Idea: Give them what they want
They want to “save their honour which their children don’t care about”. Let’s give them that. Let’s reinforce their perceptions. Let’s not fight anything. Let’s approach the parents, because they are the ones who give us listings in the first place. Let’s not approach a matrimony ad from the angle of the people whose life will be affected by the marriage, because we need to strengthen our buyers‘ idea that the end-users are not capable of taking the right decision, or are anyways on the “wrong side”. And that it is the right & duty of the parents to choose the life partner of their children, and whatever choice the said children have is not important for the overall happiness of the overall family.

Approach:
Classic before & after.
Before: Daughter was seen in public with undesirable different-caste boy.
Problem.
Solution steps in: CommunityMatrimony representative.
After: Photograph of a happy daughter happily married to decent same-caste boy. Relaxed parents. Please also note that the girl was happy in both the before & after scenarios. Our product does not affect the happiness of the end-user. It’s only the regressive parents we care about, and we’ve provided them (though in a simplistic process) with much-needed (though debatable) “happiness”.

Naming disaster:
As generic as it can be. It’s not an ownable name (only an ownable domain name). It’s a descriptor rather than a name. And then there are the various variants of it – the ones you are expected to use – like loharmatrimony.com in my case. Or do I use biharimatrimony.com? Who the hell is going to tell me that, huh?
Also, notice the smart usage of the euphemistic, almost modern social-economy word “community” instead of what they meant: “caste”.

The Execution
The acting is second-rate, the dubbing is third rate, the expressions are… well, the less we talk about it the better. The scripting/storytelling is anyway nothing to write home about.

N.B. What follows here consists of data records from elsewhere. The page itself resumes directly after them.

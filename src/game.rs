//! Game state: playfield, active piece, collision, wall-kick rotation, row clears.

use crate::pieces::{self, Matrix, PieceKind};
use rand::rngs::StdRng;

/// Rotation direction for the active piece.
#[derive(Debug, Clone, Copy, PartialEq, Eq)]
pub enum Rotation {
    Clockwise,
    CounterClockwise,
}

impl Rotation {
    fn reversed(self) -> Self {
        match self {
            Self::Clockwise => Self::CounterClockwise,
            Self::CounterClockwise => Self::Clockwise,
        }
    }
}

/// Session status. Game over is a distinct terminal state, not an overloaded
/// pause: it behaves like the pause menu with Reset pre-selected and Resume
/// unavailable.
#[derive(Debug, Clone, Copy, PartialEq, Eq)]
pub enum Status {
    Playing,
    Paused,
    GameOver,
}

/// Highlighted pause-menu item.
#[derive(Debug, Clone, Copy, PartialEq, Eq)]
pub enum MenuItem {
    Resume,
    Reset,
}

impl MenuItem {
    fn toggled(self) -> Self {
        match self {
            Self::Resume => Self::Reset,
            Self::Reset => Self::Resume,
        }
    }
}

/// Logical commands consumed by the session. Timer ticks and key presses are
/// merged into this one alphabet and processed serially, one at a time.
#[derive(Debug, Clone, Copy, PartialEq, Eq)]
pub enum Command {
    MoveLeft,
    MoveRight,
    RotateCw,
    RotateCcw,
    SoftDrop,
    TogglePause,
    MenuUp,
    MenuDown,
    MenuSelect,
    Tick,
}

/// Emitted by [`Session::handle`] when the app must act outside the session.
#[derive(Debug, Clone, Copy, PartialEq, Eq)]
pub enum SessionEvent {
    /// Tear the session down and reinitialise a fresh one after the
    /// configured delay.
    ResetRequested,
}

/// Playfield: `height` rows of `width` cells, rows ordered top-to-bottom.
/// A cell is occupied iff its value is nonzero.
#[derive(Debug, Clone)]
pub struct Playfield {
    width: usize,
    height: usize,
    rows: Vec<Vec<u8>>,
}

impl Playfield {
    /// Zero-filled grid of the given dimensions.
    pub fn new(width: usize, height: usize) -> Self {
        Self {
            width,
            height,
            rows: vec![vec![0; width]; height],
        }
    }

    pub fn width(&self) -> usize {
        self.width
    }

    pub fn height(&self) -> usize {
        self.height
    }

    /// Cell value at (x, y); 0 for out-of-range coordinates. Rendering only —
    /// collision goes through [`Self::collides`], where out-of-range means
    /// occupied, not empty.
    pub fn cell(&self, x: usize, y: usize) -> u8 {
        self.rows
            .get(y)
            .and_then(|row| row.get(x))
            .copied()
            .unwrap_or(0)
    }

    /// True if any nonzero matrix cell, translated by (x, y), overlaps an
    /// occupied playfield cell or falls outside the grid. The grid does not
    /// wrap; reading past any edge counts as a collision.
    pub fn collides(&self, matrix: &Matrix, x: i32, y: i32) -> bool {
        for (cy, row) in matrix.iter().enumerate() {
            for (cx, &value) in row.iter().enumerate() {
                if value == 0 {
                    continue;
                }
                let px = x + cx as i32;
                let py = y + cy as i32;
                if px < 0 || py < 0 || px >= self.width as i32 || py >= self.height as i32 {
                    return true;
                }
                if self.rows[py as usize][px as usize] != 0 {
                    return true;
                }
            }
        }
        false
    }

    /// Write each nonzero matrix cell into the grid at (x, y). Returns true
    /// if any cell landed in row 0 (the spawn row), which ends the session.
    fn merge(&mut self, matrix: &Matrix, x: i32, y: i32) -> bool {
        let mut touched_top = false;
        for (cy, row) in matrix.iter().enumerate() {
            for (cx, &value) in row.iter().enumerate() {
                if value == 0 {
                    continue;
                }
                let px = x + cx as i32;
                let py = y + cy as i32;
                if px >= 0 && py >= 0 && px < self.width as i32 && py < self.height as i32 {
                    self.rows[py as usize][px as usize] = value;
                    touched_top |= py == 0;
                }
            }
        }
        touched_top
    }

    /// Remove every complete row, inserting a fresh zero row at the top for
    /// each so the row count stays `height`. Returns the number of rows
    /// cleared. Removal plus top-insertion leaves the indices of rows below
    /// the cleared one unchanged, so a single forward scan visits every
    /// original row exactly once.
    fn sweep(&mut self) -> u32 {
        let mut cleared = 0;
        for y in 0..self.height {
            if self.rows[y].iter().all(|&cell| cell != 0) {
                self.rows.remove(y);
                self.rows.insert(0, vec![0; self.width]);
                cleared += 1;
            }
        }
        cleared
    }
}

/// The tetromino currently under player control: a private matrix copy plus
/// its top-left anchor in playfield coordinates.
#[derive(Debug, Clone)]
pub struct ActivePiece {
    pub kind: PieceKind,
    pub matrix: Matrix,
    pub x: i32,
    pub y: i32,
}

impl ActivePiece {
    pub fn new(kind: PieceKind, x: i32, y: i32) -> Self {
        Self {
            kind,
            matrix: kind.matrix(),
            x,
            y,
        }
    }
}

/// Rotate a square matrix 90° in place: transpose, then reverse each row
/// (clockwise) or reverse the row order (counter-clockwise).
pub fn rotate_matrix(matrix: &mut Matrix, direction: Rotation) {
    for y in 0..matrix.len() {
        for x in 0..y {
            let (a, b) = (matrix[y][x], matrix[x][y]);
            matrix[y][x] = b;
            matrix[x][y] = a;
        }
    }
    match direction {
        Rotation::Clockwise => {
            for row in matrix.iter_mut() {
                row.reverse();
            }
        }
        Rotation::CounterClockwise => matrix.reverse(),
    }
}

/// One game session: playfield, active piece, menu state and the
/// rows-completed counter. All mutation goes through [`Session::handle`].
#[derive(Debug)]
pub struct Session {
    pub playfield: Playfield,
    pub piece: Option<ActivePiece>,
    pub rows_completed: u32,
    pub status: Status,
    pub menu_selection: MenuItem,
    /// Forced kind for the first spawn (practice); consumed on use.
    first_piece: Option<PieceKind>,
    rng: StdRng,
}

Now on to the real WTF moment:
The enemy here, is not germs, pollution, old age, bad style, inefficiency, body odor, tooth decay, dandruff, stains, cholesterol. The enemy is other human beings, another community, and of course, our own children.

This ad takes just the opposite route from ‘catch ’em young’, where advertisers tailor their messages towards children so that they get early-in-their-life adopters (who can be addicts later on), or ads where the decision maker is an adult but the message is so tailored that their kids get influenced and then coerce them into buying that brand. Here, it’s just the opposite – attract the parents, because

  1. most marriageable youngsters would not be caught dead trying to find a life partner online, and
  2. in India, the society and parents have a sort of entitlement to choose any person’s life partner on the pretext of “wanting the best for our kids”, even though their prime concern is “is the other person from our community or not?”.

This concern is what CM taps. Do they say “we’ll find you an able suitor”? Or, “we’ll find someone who’ll gel well with your daughter”? Or, “your daughter will like him at first glance”? No. All they say is, “why let your daughter stay friends with that other caste guy she likes, when we can help you find a complete stranger (whom you can call your own because of his caste) and forcing her to marry him instead?”.